Correlation Coefficients: Pearson, Spearman, Kendall, Chatterjee, and Biweight Midcorrelation
Source:R/correlation.R
correlation.Rd
Computes various correlation coefficients between a specified response variable and each of the remaining variables in a given data frame or tibble. The available correlation methods are Pearson's product-moment correlation (parametric), Spearman's rank correlation, Kendall's tau correlation (non-parametric), Chatterjee's new correlation coefficient, and the biweight midcorrelation (a robust correlation measure).
Usage
correlation(
x,
var,
method = "pearson",
plot = FALSE,
color = "#111D71",
interactive = FALSE
)
Arguments
- x
A data frame or tibble containing the variables of interest.
- var
A character string specifying the name of the response variable.
- method
A character string indicating the correlation method to use.

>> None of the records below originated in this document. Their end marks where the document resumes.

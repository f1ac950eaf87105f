//! CPU-only mesh allocator for tools, tests and headless servers

use std::collections::HashMap;

use crate::core::{Error, Result};
use super::layout::VertexLayout;
use super::mesh::{MeshAllocator, MeshDesc, MeshHandle};

/// CPU copy of an allocated mesh
#[derive(Clone, Debug)]
pub struct HeadlessMesh {
    pub vertices: Vec<f32>,
    pub indices: Vec<u16>,
    pub layout: VertexLayout,
    /// Number of `update_vertices` calls received
    pub updates: u32,
}

/// Keeps allocated meshes in memory instead of on a GPU
#[derive(Debug, Default)]
pub struct HeadlessAllocator {
    meshes: HashMap<MeshHandle, HeadlessMesh>,
    next_id: u64,
    bytes: usize,
}

impl HeadlessAllocator {
    pub fn new() -> Self {
        Self::default()
    }

    pub fn get(&self, handle: MeshHandle) -> Option<&HeadlessMesh> {
        self.meshes.get(&handle)
    }

    /// Number of live meshes
    pub fn live_count(&self) -> usize {
        self.meshes.len()
    }

    /// Bytes that would currently be resident on the GPU
    pub fn resident_bytes(&self) -> usize {
        self.bytes
    }
}

impl MeshAllocator for HeadlessAllocator {
    fn allocate(&mut self, desc: MeshDesc<'_>) -> Result<MeshHandle> {
        if desc.vertices.len() % desc.layout.stride() != 0 {
            return Err(Error::Render(format!(
                "vertex array of {} floats is not a multiple of stride {}",
                desc.vertices.len(),
                desc.layout.stride()
            )));
        }
        let vertex_count = desc.vertex_count();
        if let Some(&bad) = desc.indices.iter().find(|&&i| i as usize >= vertex_count) {
            return Err(Error::Render(format!(
                "index {} out of range for {} vertices",
                bad, vertex_count
            )));
        }

        self.next_id += 1;
        let handle = MeshHandle(self.next_id);
        self.bytes += desc.vertex_bytes().len() + desc.index_bytes().len();
        self.meshes.insert(handle, HeadlessMesh {
            vertices: desc.vertices.to_vec(),
            indices: desc.indices.to_vec(),
            layout: desc.layout,
            updates: 0,
        });
        log::trace!("Allocated mesh {:?} ({} vertices)", handle, vertex_count);
        Ok(handle)
    }

    fn update_vertices(&mut self, handle: MeshHandle, vertices: &[f32]) -> Result<()> {
        let mesh = self
            .meshes
            .get_mut(&handle)
            .ok_or_else(|| Error::Render(format!("unknown mesh {:?}", handle)))?;
        if mesh.vertices.len() != vertices.len() {
            return Err(Error::Render(format!(
                "vertex update size mismatch: {} != {}",
                vertices.len(),
                mesh.vertices.len()
            )));
        }
        mesh.vertices.copy_from_slice(vertices);
        mesh.updates += 1;
        Ok(())
    }

    fn release(&mut self, handle: MeshHandle) {
        if let Some(mesh) = self.meshes.remove(&handle) {
            self.bytes -= bytemuck::cast_slice::<f32, u8>(&mesh.vertices).len()
                + bytemuck::cast_slice::<u16, u8>(&mesh.indices).len();
        }
    }
}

Allowed values are "pearson", "spearman", "kendall", "chatterjee", or "bicor" (for biweight midcorrelation). The default is "pearson".
- plot
A logical value indicating whether to produce a visualization of the correlations. Default is FALSE (no plot).
- color
A character string specifying the color to use for the plot. Default is "#111D71".
- interactive
A logical value indicating whether to create an interactive plot using plotly. Default is FALSE (static ggplot2 plot).
Value
A list containing:
correlation
: A tibble with columns for the variable name, correlation value, and method used.plot
: Ifplot = TRUE
, aggplot2
object (or aplotly
object ifinteractive = TRUE
).
Details
The Pearson correlation coefficient measures the linear relationship between two continuous variables and is suitable when the data follows a bivariate normal distribution. The Spearman and Kendall correlations are non-parametric measures of monotonic association, making them suitable for non-linear relationships and when the data deviates from normality. The Chatterjee correlation coefficient is a recently proposed measure that aims to address some limitations of existing correlation coefficients, particularly for heavy-tailed distributions and in the presence of outliers. The biweight midcorrelation is a robust correlation measure that downweights the influence of outliers and is recommended when the data contains extreme values or deviates significantly from normality.